People most likely to suffer from mental health challenges as a result of social distancing have been identified as:

  • Elderly people — especially those who live alone or in retirement facilities.
  • Undocumented immigrants. 
  • Homeless people. 
  • People with pre-existing mental disorders. 
These groups all have two things in common; they were already marginalized before the advent of the pandemic, and they are more likely to experience barriers when it comes to connecting with others online. Elderly people, for instance, may not know how to use modern technologies, while homeless people are less likely to have access to them. 

Before the pandemic, people who were already at risk of being socially isolated could connect and find community in ways that have become much more difficult since COVID-19 invaded society. Those would include anything from religious services to yoga classes, and from Alcoholics Anonymous meetings to soup kitchens. 

It's no surprise that people who were already lonely or in some way pushed to the sidelines of society will be more impacted by the social changes COVID-19 has brought. These groups aren't the only at-risk ones, however — almost all of us will experience some negative effects. 

That includes adolescents, who research has shown do mostly try to keep to social distancing guidelines at least a little. They're at the stage in their lives where they're forming their identities, and because that's a social process, reduced close physical interaction with others disrupts it. 

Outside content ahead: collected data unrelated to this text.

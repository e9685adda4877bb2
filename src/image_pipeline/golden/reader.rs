//! Golden-file loading

use std::io::Cursor;

use tiff::ColorType;
use tiff::decoder::{Decoder, DecodingResult};
use tiff::tags::Tag;
use tracing::debug;

use crate::image_pipeline::common::error::{FrameError, Result};
use crate::image_pipeline::frame::Frame;

fn corrupt(e: tiff::TiffError) -> FrameError {
    FrameError::CorruptStreamError(e.to_string())
}

/// Loads a grayscale or RGB TIFF written by
/// [`StandardTiffWriter`](crate::image_pipeline::golden::StandardTiffWriter)
/// back into a frame.
///
/// # Errors
///
/// * `CorruptStreamError` - not a readable TIFF
/// * `UnsupportedChannelLayoutError` - anything but gray or RGB, including
///   palette, CMYK and YCbCr images
/// * `UnsupportedBitDepthError` - samples that are neither 8 nor 16 bits
pub fn read_tiff_frame(bytes: &[u8]) -> Result<Frame> {
    let mut decoder = Decoder::new(Cursor::new(bytes)).map_err(corrupt)?;
    let (width, height) = decoder.dimensions().map_err(corrupt)?;

    let (channels, bits) = match decoder.colortype().map_err(corrupt)? {
        ColorType::Gray(bits) => (1, bits),
        ColorType::RGB(bits) => (3, bits),
        ColorType::GrayA(_) => return Err(FrameError::UnsupportedChannelLayoutError(2)),
        ColorType::RGBA(_) | ColorType::CMYK(_) => {
            return Err(FrameError::UnsupportedChannelLayoutError(4));
        }
        ColorType::Palette(_) => return Err(FrameError::UnsupportedChannelLayoutError(1)),
        ColorType::YCbCr(_) => return Err(FrameError::UnsupportedChannelLayoutError(3)),
        ColorType::CMYKA(_) => return Err(FrameError::UnsupportedChannelLayoutError(5)),
        ColorType::Multiband { num_samples, .. } => {
            return Err(FrameError::UnsupportedChannelLayoutError(num_samples as u32));
        }
        _ => {
            let samples = decoder.get_tag_u32(Tag::SamplesPerPixel).unwrap_or(0);
            return Err(FrameError::UnsupportedChannelLayoutError(samples));
        }
    };
    if bits != 8 && bits != 16 {
        return Err(FrameError::UnsupportedBitDepthError(bits as u32));
    }
    debug!("Reading TIFF golden file: {}x{}x{} at {} bits", width, height, channels, bits);

    match decoder.read_image().map_err(corrupt)? {
        DecodingResult::U8(data) if bits == 8 => Frame::from_u8(width, height, channels, data),
        DecodingResult::U16(data) => Frame::from_u16(width, height, channels, data),
        _ => Err(FrameError::UnsupportedBitDepthError(bits as u32)),
    }
}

Working professionals, too, have reported that social distancing is making it harder to connect creatively and be productive at work. Voice calls and video calls were found to be superior to emails or text-based messaging apps, because they are less impersonal and better mimic in-person interactions. 

One Italian study described the impact well — "As a result of COVID-19 worldwide pandemic, many people have been sucked into the bottom layers of the pyramid [of emotional needs]", the authors wrote.

They're talking about Maslow's hierarchy of social needs, and the bottom two layers deal with needs related to keeping us alive. Food, water, safety, security, shelter — yes, Maslow observed, of course those form the foundation, without which there wouldn't be anything else. The higher levels, which deal with friendship, social connection, love, feeling accomplished, and feeling you have a purpose, need to be met for a person to feel true happiness, however. 

Has COVID-19 and the social distancing that came with it robbed us of this chance?

Though research notes that loneliness greatly increases the risk of other things you don't want, like depression, anxiety, reduced functioning, and even less "brain power", it's important to remember that being physically isolated doesn't also have to necessarily mean being emotionally isolated. 

Here, we can learn from Jane, my autistic friend. "Neurotypicals always seemed to think I was lonely and isolated," she said, referring to life pre-COVID. "But I wasn't, and I am not! Without people's physical presence, and all the noises and lights going to places brings, I can concentrate on their ideas and their thoughts, and that's when I feel closest to people, and happiest."

Jane knows that a computer screen can very much be a bridge, rather than a barrier, to true human connection. If only the rest of us could catch up!